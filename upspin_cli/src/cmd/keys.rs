//! Key lifecycle subcommands: keygen, countersign, rotate,
//! createsuffixeduser.

use std::path::PathBuf;

use anyhow::{Context, Result};
use upspin_client::countersign;
use upspin_core::UserRecord;
use upspin_factotum::keygen::{self, SaveMode};
use upspin_factotum::{Curve, Factotum};

use crate::cmd::Session;
use crate::cmd::util;

/// `keygen [--curve name] [--secretseed proquint] [--rotate | --force] [dir]`
///
/// Runs without a config file; only the secrets directory matters.
pub fn keygen_cmd(
    where_dir: Option<&str>,
    curve_name: &str,
    seed: Option<&str>,
    rotate: bool,
    force: bool,
) -> Result<bool> {
    let curve = Curve::from_name(curve_name)?;
    let dir: PathBuf = match where_dir {
        Some(d) => PathBuf::from(d),
        None => upspin_core::config::default_secrets_dir()
            .context("cannot determine $HOME for the secrets directory")?,
    };
    let mode = match (rotate, force) {
        (true, true) => anyhow::bail!("keygen takes at most one of --rotate and --force"),
        (true, false) => SaveMode::Rotate,
        (false, true) => SaveMode::Force,
        (false, false) => SaveMode::Fresh,
    };
    let generated = keygen::generate(curve, seed)?;
    keygen::save(&dir, &generated, mode)?;
    println!("Keys written to {}.", dir.display());
    if seed.is_none() {
        println!(
            "Your secret seed is:\n\t{}\nWrite it down and keep it somewhere safe; \
             it regenerates these keys.",
            generated.proquint
        );
    }
    Ok(false)
}

/// `countersign`: step 2 of rotation.
pub async fn countersign_cmd(session: &Session) -> Result<bool> {
    let report = countersign::countersign(&session.client).await?;
    for name in &report.signed {
        println!("countersigned {name}");
    }
    for (name, err) in &report.errors {
        eprintln!("upspin: countersign {name}: {err}");
    }
    Ok(!report.ok())
}

/// `rotate`: register the new key, authenticated by the old one.
pub async fn rotate_cmd(session: &Session) -> Result<bool> {
    countersign::rotate(&session.client).await?;
    println!(
        "Key server now holds the new key for {}.",
        session.client.user_name()
    );
    println!("Finish with: upspin share --fix -r {}/", session.client.user_name());
    Ok(false)
}

/// `createsuffixeduser name+suffix@domain`: fresh keys, a key server
/// record, and a config file for the suffixed user.
pub async fn createsuffixeduser(session: &Session, name: &str) -> Result<bool> {
    let parsed = upspin_core::user::parse(name)?;
    if parsed.suffix.is_empty() {
        anyhow::bail!("{name} has no +suffix");
    }
    if parsed.base() != *session.client.user_name() {
        anyhow::bail!(
            "{name} is not a suffixed form of {}",
            session.client.user_name()
        );
    }
    let user = parsed.user_name();

    // Keys live beside the base user's, in a per-user subdirectory.
    let secrets_root = session
        .config
        .secrets_dir()
        .context("config has no secrets directory")?;
    let secrets = secrets_root.join(user.as_str());
    let generated = keygen::generate(session.client.factotum().public_key().curve(), None)?;
    keygen::save(&secrets, &generated, SaveMode::Fresh)?;

    let record = UserRecord {
        name: user.clone(),
        public_key: generated.pair.public().text().to_string(),
        dirs: vec![session.config.dir_endpoint.clone()],
        stores: vec![session.config.store_endpoint.clone()],
    };
    crate::cmd::info::register_record(session, &record).await?;

    // A config file the new identity can run with.
    let config_text = format!(
        "username: {user}\nsecrets: {}\nkeyserver: {}\nstoreserver: {}\ndirserver: {}\npacking: {}\n",
        secrets.display(),
        session.config.key_endpoint,
        session.config.store_endpoint,
        session.config.dir_endpoint,
        session.config.packing,
    );
    let config_path = config_path_for_suffix(&parsed.suffix)?;
    std::fs::write(&config_path, config_text)
        .with_context(|| format!("writing {}", config_path.display()))?;
    println!("Created {user}; config written to {}.", config_path.display());

    // Give the new user a root so it is usable immediately.
    let factotum = Factotum::from_dir(&secrets)?;
    let mut config = upspin_core::Config::new(user.clone());
    config.key_endpoint = session.config.key_endpoint.clone();
    config.store_endpoint = session.config.store_endpoint.clone();
    config.dir_endpoint = session.config.dir_endpoint.clone();
    config.packing = session.config.packing;
    let client = upspin_client::Client::new(config, factotum);
    if let Err(e) = client.mkdir(&format!("{user}/").as_str().into()).await {
        util::report(&e);
        return Ok(true);
    }
    Ok(false)
}

fn config_path_for_suffix(suffix: &str) -> Result<PathBuf> {
    let base = upspin_core::config::default_config_path()
        .context("cannot determine $HOME for the config file")?;
    Ok(base.with_file_name(format!("config.{suffix}")))
}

» WHAT YOU WILL DO
Could you set down, word for word, only the lines above from the line with "keygen::save(&dir, &generated, mode)?;" to the line with "pub async fn countersign_cmd(session: &Session)", including both?

» RESPONSE
    keygen::save(&dir, &generated, mode)?;
    println!("Keys written to {}.", dir.display());
    if seed.is_none() {
        println!(
            "Your secret seed is:\n\t{}\nWrite it down and keep it somewhere safe; \
             it regenerates these keys.",
            generated.proquint
        );
    }
    Ok(false)
}

/// `countersign`: step 2 of rotation.
pub async fn countersign_cmd(session: &Session) -> Result<bool> {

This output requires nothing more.